4.3. Immunohistochemistry
The paraffin-embedded samples were cut into 4-µm sections, deparaffinized, and incubated in 10 mM citrate buffer (pH 6.0, S1699; Dako, Glostrup, Denmark) for 20 min in a microwave oven. Blocking buffer (Dako) with 10% fetal bovine serum in PBS was added to the slides for 10–20 min, and then, a specific serum-free protein block (Dako) was added for 30 min at RT. After washing, the sections were stained using Dako Autostainer Plus18 with the following primary antibodies: rabbit monoclonal antibody against BDNF (dilution 1:1000, pH 6. RT, 1 h; ab108319; Abcam, Cambridge, UK), rabbit polyclonal antibody against 15-PGDH (dilution 1:500, pH 6. RT, 1 h; Novus Biologicals, Cambridge, UK), mouse monoclonal antibody against β-catenin (dilution 1:500, pH 6. RT, 1 h; BD Transduction Laboratories, Becton, NJ, USA), rabbit polyclonal antibody against GSK-3β (dilution 1:50, pH 6. RT, 1 h; Cell Signaling Technology, Danvers, MA, USA), and rabbit polyclonal anti-COX-2 (dilution 1:150, pH 6. RT, 1 h; ab52237; Abcam, Cambridge, UK). The secondary antibody Envision+ System-HRP-labeled polymeric anti-rat/anti-rabbit antibody (Dako) was visualized using 3,3′-diaminobenzidine (DAB) substrate (Vector Laboratories Inc., Burlingame, CA, USA) and counterstained with hematoxylin.
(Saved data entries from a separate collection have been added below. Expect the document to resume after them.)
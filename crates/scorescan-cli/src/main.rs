//! Scorescan CLI entry point.

use std::{process, str::FromStr};

use clap::Parser;
use log::{LevelFilter, debug, error, info};

use scorescan_cli::{Args, error_adapter::ErrorAdapter};

fn main() {
    // Install miette's pretty panic hook early for better panic reports
    miette::set_panic_hook();

    let args = Args::parse();

    let log_level = LevelFilter::from_str(&args.log_level).unwrap_or_else(|_| {
        eprintln!(
            "Invalid log level: {}. Using 'warn' instead.",
            args.log_level
        );
        LevelFilter::Warn
    });

    env_logger::Builder::from_env(env_logger::Env::default())
        .filter_level(log_level)
        .init();

    info!(log_level:?; "Starting Scorescan");
    debug!(args:?; "Parsed arguments");

    if let Err(err) = scorescan_cli::run(&args) {
        let reporter = miette::GraphicalReportHandler::new();
        let mut writer = String::new();
        reporter
            .render_report(&mut writer, &ErrorAdapter::new(&err))
            .expect("Writing to String buffer is infallible");

        error!("Failed\n{writer}");
        process::exit(1);
    }

    info!("Completed successfully");
}
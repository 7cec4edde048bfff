//! A system: a group of staves played together, with its interpretations.

use log::debug;

use scorescan_core::{identifier::InterId, shape::ShapeCategory};
use scorescan_grid::staff::StaffInfo;

use crate::sig::{Inter, SIGraph};

/// Staves of a system together with the interpretation graph of its symbols.
///
/// A system owns its staves and its graph exclusively, so distinct systems
/// can be reduced on distinct threads.
#[derive(Debug, Clone)]
pub struct SystemInfo {
    id: usize,
    interline: i32,
    staves: Vec<StaffInfo>,
    sig: SIGraph,
}

impl SystemInfo {
    pub fn new(id: usize, interline: i32, staves: Vec<StaffInfo>) -> Self {
        Self {
            id,
            interline,
            staves,
            sig: SIGraph::new(),
        }
    }

    pub fn id(&self) -> usize {
        self.id
    }

    /// Main interline of the system, in pixels
    pub fn interline(&self) -> i32 {
        self.interline
    }

    pub fn staves(&self) -> &[StaffInfo] {
        &self.staves
    }

    pub fn staves_mut(&mut self) -> &mut [StaffInfo] {
        &mut self.staves
    }

    pub fn staff(&self, id: usize) -> Option<&StaffInfo> {
        self.staves.iter().find(|s| s.id() == id)
    }

    pub fn staff_mut(&mut self, id: usize) -> Option<&mut StaffInfo> {
        self.staves.iter_mut().find(|s| s.id() == id)
    }

    pub fn sig(&self) -> &SIGraph {
        &self.sig
    }

    pub fn sig_mut(&mut self) -> &mut SIGraph {
        &mut self.sig
    }

    /// Mutable access to both the staves and the graph
    pub(crate) fn parts_mut(&mut self) -> (&mut [StaffInfo], &mut SIGraph) {
        (&mut self.staves, &mut self.sig)
    }

    /// Inserts an inter, registering it on its staff if it is a ledger.
    pub fn add_inter(&mut self, inter: Inter) -> InterId {
        let id = self.sig.add_inter(inter);
        self.register_ledger(id);
        id
    }

    /// Registers a live ledger in the ledger map of its staff.
    ///
    /// Returns `false` if the inter is not a live ledger with a known staff
    /// and ledger index.
    pub fn register_ledger(&mut self, id: InterId) -> bool {
        let Some(inter) = self.sig.inter(id).filter(|i| !i.is_deleted()) else {
            return false;
        };
        if inter.shape().category() != ShapeCategory::Ledger {
            return false;
        }
        let (Some(staff_id), Some(index)) = (inter.staff(), inter.ledger_index()) else {
            return false;
        };
        match self.staves.iter_mut().find(|s| s.id() == staff_id) {
            Some(staff) => {
                staff.add_ledger(index, id);
                debug!(ledger:% = id, staff = staff_id, index; "Ledger registered");
                true
            }
            None => false,
        }
    }
}

#[cfg(test)]
mod tests {
    use scorescan_core::{
        geometry::{Bounds, Point},
        scale::Scale,
        shape::Shape,
    };
    use scorescan_grid::{filament::LineGeometry, staff::FilamentLine};

    use super::*;

    fn staff(id: usize) -> StaffInfo {
        let lines = (0..5)
            .map(|i| {
                let y = 100.0 + 20.0 * i as f64;
                FilamentLine::from_geometry(LineGeometry::from_points(vec![
                    Point::new(0.0, y),
                    Point::new(500.0, y),
                ]))
            })
            .collect();
        StaffInfo::new(id, 0.0, 500.0, Scale::new(20, 3, 3).unwrap(), lines)
    }

    #[test]
    fn test_ledgers_are_registered() {
        let mut system = SystemInfo::new(1, 20, vec![staff(1), staff(2)]);
        let ledger = Inter::new(Shape::Ledger, 0.8, Bounds::from_rect(50.0, 199.0, 30.0, 3.0))
            .with_staff(2)
            .with_ledger_index(1);
        let id = system.add_inter(ledger);

        assert_eq!(system.staff(2).unwrap().ledgers(1), &[id]);
        assert!(system.staff(1).unwrap().ledgers(1).is_empty());
    }

    #[test]
    fn test_non_ledger_is_not_registered() {
        let mut system = SystemInfo::new(1, 20, vec![staff(1)]);
        let head = Inter::new(Shape::NoteheadBlack, 0.8, Bounds::from_rect(50.0, 95.0, 12.0, 10.0))
            .with_staff(1)
            .with_ledger_index(-1);
        let id = system.add_inter(head);

        assert!(!system.register_ledger(id));
        assert!(system.staff(1).unwrap().ledger_map().is_empty());
    }

    #[test]
    fn test_system_is_send() {
        fn assert_send<T: Send>() {}
        assert_send::<SystemInfo>();
    }
}
#[cfg(test)]
mod tests {
    use float_cmp::assert_approx_eq;
    use scorescan_core::run::Run;

    use super::*;

    #[test]
    fn test_global_slope_uses_longest_only() {
        // Nine filaments at slope 0.01, the first one the longest
        let mut endings = vec![(Point::new(0.0, 100.0), Point::new(1000.0, 110.0))];
        for i in 0..8 {
            let y = 200.0 + 20.0 * i as f64;
            endings.push((Point::new(0.0, y), Point::new(500.0, y + 5.0)));
        }
        // A shorter steep outlier
        endings.push((Point::new(0.0, 400.0), Point::new(300.0, 550.0)));

        let slope = retrieve_global_slope(&endings, 0.1);

        assert_approx_eq!(f64, slope, 0.01);
        assert!((slope - 0.5).abs() > 0.1);
    }

    #[test]
    fn test_global_slope_averages_top_ratio() {
        let endings = vec![
            (Point::new(0.0, 0.0), Point::new(1000.0, 10.0)),
            (Point::new(0.0, 0.0), Point::new(900.0, 27.0)),
            (Point::new(0.0, 0.0), Point::new(100.0, 50.0)),
            (Point::new(0.0, 0.0), Point::new(100.0, 50.0)),
        ];
        // round(4 * 0.5) = 2 longest filaments
        assert_approx_eq!(f64, retrieve_global_slope(&endings, 0.5), 0.02);
    }

    #[test]
    fn test_global_slope_skips_zero_width() {
        let endings = vec![
            (Point::new(10.0, 0.0), Point::new(10.0, 50.0)),
            (Point::new(0.0, 0.0), Point::new(100.0, 2.0)),
        ];
        assert_approx_eq!(f64, retrieve_global_slope(&endings, 0.1), 0.02);

        let degenerate = vec![(Point::new(10.0, 0.0), Point::new(10.0, 50.0))];
        assert_approx_eq!(f64, retrieve_global_slope(&degenerate, 0.1), 0.0);
        assert_approx_eq!(f64, retrieve_global_slope(&[], 0.1), 0.0);
    }

    struct StickerFixture {
        scale: Scale,
        params: Parameters,
        lag: Lag,
        filament: Filament,
    }

    impl StickerFixture {
        /// A 3 pixel thick line on rows 40 to 42, from x=0 to x=199
        fn new() -> Self {
            let scale = Scale::new(20, 3, 4).unwrap();
            let params = Parameters::new(&GridConfig::default(), &scale);
            let mut lag = Lag::new(Orientation::Horizontal);
            let line = lag.add_section(40, vec![Run::new(0, 200); 3]);
            let mut filament = Filament::new(FilamentId::new(0), params.probe_width());
            filament.add_section(line, &mut lag);
            Self {
                scale,
                params,
                lag,
                filament,
            }
        }

        fn check(&mut self, y: i32, x: i32, length: i32, height: usize) -> bool {
            let id = self.lag.add_section(y, vec![Run::new(x, length); height]);
            let section = self.lag.section(id).unwrap();
            let candidate = StickerCandidate::from_section(section);
            can_include(&self.params, &self.scale, &self.filament, &candidate, &self.lag)
        }
    }

    #[test]
    fn test_sticker_touching_line_is_included() {
        let mut fx = StickerFixture::new();
        // Row 43, right below the line
        assert!(fx.check(43, 50, 6, 1));
    }

    #[test]
    fn test_sticker_gap_rejection() {
        let mut fx = StickerFixture::new();
        let max_gap = fx.params.max_sticker_gap();
        assert_approx_eq!(f64, max_gap, 1.5);

        // Center at 41.5 + 1.5 + 3 * max_gap = 47.5, i.e. row 47
        let y = (41.5 + 1.5 + 3.0 * max_gap - 0.5) as i32;
        assert_eq!(y, 47);
        assert!(!fx.check(y, 50, 6, 1));
    }

    #[test]
    fn test_sticker_too_thick_is_rejected() {
        let mut fx = StickerFixture::new();
        assert!(!fx.check(43, 50, 6, 5));
    }

    #[test]
    fn test_sticker_making_line_too_thick_is_rejected() {
        let mut fx = StickerFixture::new();
        // Two rows below the line: 5 pixels in total at its center
        assert!(!fx.check(43, 50, 6, 2));
    }

    #[test]
    fn test_line_ending_follows_staff_slope() {
        let line = FilamentLine::from_geometry(LineGeometry::from_points(vec![
            Point::new(10.0, 100.0),
            Point::new(110.0, 110.0),
        ]));
        let staff = StaffInfo::new(1, 0.0, 120.0, Scale::new(20, 3, 3).unwrap(), vec![line.clone()]);

        let left = line_ending(&staff, &line, HorizontalSide::Left);
        assert_approx_eq!(f64, left.x(), 0.0);
        assert_approx_eq!(f64, left.y(), 99.0);

        let right = line_ending(&staff, &line, HorizontalSide::Right);
        assert_approx_eq!(f64, right.x(), 120.0);
        assert_approx_eq!(f64, right.y(), 111.0);
    }
}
Four genes (BDNF, PTGS2, GSK3B, and CTNNB1) were significantly upregulated, and one gene (HPGD) was significantly downregulated in primary tumor tissues compared with adjacent normal tissues in all five in silico datasets. A correlation matrix and heatmap were generated for the selected markers, and we found a significant correlation between the mRNA expression of BDNF and 4 other genes, CTNNB1, PTGS2, GSK3B (β-catenin, COX-2, and GSK-3β respectively), and HPGD (15-PGDH) in primary tumor tissues compared to adjusted colon mucosa and colon mucosa from healthy donors.
We compared gene expression between cancer and normal tissue from a training TCGA dataset (N = 324) and built a prognostic model and calculated the risk score of selected genes in stage I, II, and III CRC patient populations. We performed OS and RFS prognostic analyses based on the in silico data and used an mRNA-based prognostic model to predict the risk score for CRC patients using univariate and multivariate analyses after including the significant clinical factors in the in silico training and validation cohorts. By combining all these results, we extracted the five-gene signature and suggested it as an independent predictor panel with the best prognostic assessment.
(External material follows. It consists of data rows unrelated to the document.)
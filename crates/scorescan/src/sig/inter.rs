//! Interpretation vertices.

use std::fmt;

use serde::Serialize;

use scorescan_core::{
    geometry::{Bounds, Point, Segment},
    shape::Shape,
};

/// A candidate interpretation of a sheet region as a musical shape.
///
/// Inters are created by shape detectors and handed over to a
/// [`SIGraph`](super::SIGraph), which assigns their contextual grade and
/// flags them as deleted when the reduction discards them. A deleted inter
/// never comes back.
///
/// # Examples
///
/// ```
/// # use scorescan::sig::Inter;
/// # use scorescan_core::{geometry::Bounds, shape::Shape};
/// let head = Inter::new(Shape::NoteheadBlack, 0.8, Bounds::from_rect(10.0, 20.0, 12.0, 10.0))
///     .with_pitch(-2)
///     .with_staff(1);
///
/// assert!(head.shape().is_head());
/// assert_eq!(head.pitch(), Some(-2));
/// assert_eq!(head.contextual_grade(), 0.8);
/// ```
#[derive(Debug, Clone, Serialize)]
pub struct Inter {
    shape: Shape,
    grade: f64,
    contextual_grade: f64,
    bounds: Bounds,
    #[serde(skip_serializing_if = "Option::is_none")]
    median: Option<Segment>,
    #[serde(skip_serializing_if = "Option::is_none")]
    pitch: Option<i32>,
    #[serde(skip_serializing_if = "Option::is_none")]
    staff: Option<usize>,
    #[serde(skip_serializing_if = "Option::is_none")]
    ledger_index: Option<i32>,
    #[serde(skip_serializing_if = "Option::is_none")]
    doc_id: Option<usize>,
    vip: bool,
    deleted: bool,
}

impl Inter {
    /// Creates a live inter, its contextual grade starting at `grade`.
    pub fn new(shape: Shape, grade: f64, bounds: Bounds) -> Self {
        Self {
            shape,
            grade,
            contextual_grade: grade,
            bounds,
            median: None,
            pitch: None,
            staff: None,
            ledger_index: None,
            doc_id: None,
            vip: false,
            deleted: false,
        }
    }

    /// Sets the median line (stem axis, beam median)
    pub fn with_median(mut self, median: Segment) -> Self {
        self.median = Some(median);
        self
    }

    /// Sets the pitch position, 0 being the staff middle line.
    pub fn with_pitch(mut self, pitch: i32) -> Self {
        self.pitch = Some(pitch);
        self
    }

    /// Sets the id of the related staff.
    pub fn with_staff(mut self, staff: usize) -> Self {
        self.staff = Some(staff);
        self
    }

    /// Sets the ledger line index, positive below the staff.
    pub fn with_ledger_index(mut self, index: i32) -> Self {
        self.ledger_index = Some(index);
        self
    }

    /// Sets the id used in interchange documents.
    pub fn with_doc_id(mut self, doc_id: usize) -> Self {
        self.doc_id = Some(doc_id);
        self
    }

    pub fn with_vip(mut self, vip: bool) -> Self {
        self.vip = vip;
        self
    }

    pub fn shape(&self) -> Shape {
        self.shape
    }

    /// Intrinsic grade, in [0, 1]
    pub fn grade(&self) -> f64 {
        self.grade
    }

    /// Grade adjusted by the supporting partners
    pub fn contextual_grade(&self) -> f64 {
        self.contextual_grade
    }

    pub(crate) fn set_contextual_grade(&mut self, grade: f64) {
        self.contextual_grade = grade;
    }

    pub fn bounds(&self) -> Bounds {
        self.bounds
    }

    pub fn center(&self) -> Point {
        self.bounds.center()
    }

    pub fn median(&self) -> Option<Segment> {
        self.median
    }

    pub fn pitch(&self) -> Option<i32> {
        self.pitch
    }

    pub fn staff(&self) -> Option<usize> {
        self.staff
    }

    pub fn ledger_index(&self) -> Option<i32> {
        self.ledger_index
    }

    pub fn doc_id(&self) -> Option<usize> {
        self.doc_id
    }

    pub fn is_vip(&self) -> bool {
        self.vip
    }

    pub fn set_vip(&mut self, vip: bool) {
        self.vip = vip;
    }

    pub fn is_deleted(&self) -> bool {
        self.deleted
    }

    pub(crate) fn mark_deleted(&mut self) {
        self.deleted = true;
    }

    /// Whether the inter reaches the given grade threshold
    pub fn is_good(&self, good_grade: f64) -> bool {
        self.grade >= good_grade
    }
}

impl fmt::Display for Inter {
    fn fmt(&self, f: &mut fmt::Formatter<'_>) -> fmt::Result {
        write!(f, "{}({:.3}/{:.3})", self.shape, self.grade, self.contextual_grade)
    }
}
For validation, the selected prognostic gene signatures in our clinical cohort from Malmö Hospital (a TMA with 58 CC patients from both normal and tumor areas, stage I–III) were analyzed using IHC. Human tumor tissues and their normal matched pair colon tissues were stained against BDNF, β-catenin, COX-2, GSK-3β, and 15-PGDH, and the results from the evaluation of the protein levels were consistent with in silico data.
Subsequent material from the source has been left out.